When I think about my sons and the mistakes I made raising them I often have to fight against suicidal ideation or wanting to hurt myself. The degree to which depends on the memory that percolated to the surface in that moment.
Forgiveness is not a concept I am able to grasp entirely, other than it involves a decision based on some kind of logic and is a process separate from our feelings. One thing is apparent, even to me: If I don't find a way to understand what it means to forgive myself, I will never be happy; and probably will continue to negatively affect my kids. As adults they know I am sad, but not yet parents themselves they don't believe me when I tell them it's not anything they do that makes me sad. I do that all by myself.
Wikipedia says:
Forgiveness is typically defined as the process of concluding resentment, indignation or anger as a result of a perceived offense, difference or mistake, or ceasing to demand punishment or restitution. The Oxford English Dictionary defines forgiveness as 'to grant free pardon and give up all claim on account of an offense or debt.'
Good ol' English dictionary circular definitions...use one word to define another and presume prior knowledge of both words. What does 'to grant' feel like? What does it mean? How does it sound, look like, where do I find it inside me? But the debt part I get.

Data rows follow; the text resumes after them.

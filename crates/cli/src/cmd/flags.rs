use anyhow::Result;
use srcbuild_lib::config::Config;
use srcbuild_lib::generate::cmdline::merge_flag;

use crate::output::{OutputFormat, print_json};

pub fn cmd_flags(config: &Config, flags: &[String], output: OutputFormat) -> Result<()> {
  let mut cmdline = Vec::new();
  for flag in config.generator.options.iter().chain(flags) {
    merge_flag(&mut cmdline, flag);
  }
  cmdline.sort();

  if output.is_json() {
    return print_json(&cmdline);
  }

  for flag in &cmdline {
    println!("{}", flag);
  }
  Ok(())
}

And I love the sound of that word "concluding". All pain ends, it's what keeps suicidal-me going.
I think forgiveness means I understand I can't change the past. I was one person then, I'm a different person now. Forgiveness means I get it now and I've learned from my mistakes. I would not now even dream or think of doing (or allowing) any of the crap I put us all through. The "social" drinking (yeah right), the screaming, the poverty, the excuses, the passive-aggressive abuse from me: a frustrated, controlling, terrified enabler. Not all the time, but enough to make my kids think adults can't be trusted. That Moms are nice until they explode and Dads are well--that's his story to tell, I suppose.
There's no way I can ever expect forgiveness from my sons on my stuff without minimizing their take on it with what would only be lame-sounding excuses. Genuine? Irrelevant. If there's an "I'm sorry but..." there's no change in the behaviour coming so the apology is empty. My kids have well-developed bullshit detectors; If I want to be in their lives I won't get away with not growing as a person.
I can hope for their understanding of my mistakes to help minimize their pain. I'm so proud of them, watching how all on their own they are figuring how to get things a little bit better with their own lives.
I am learning how to cut myself some slack instead of some skin. As the moments of happiness creep back through parting, misted veils of depression I have hope. I don't have to stay stuck, defeated by only dulling the pain but instead I can conclude it. I begin to believe someday I will understand how to forgive myself.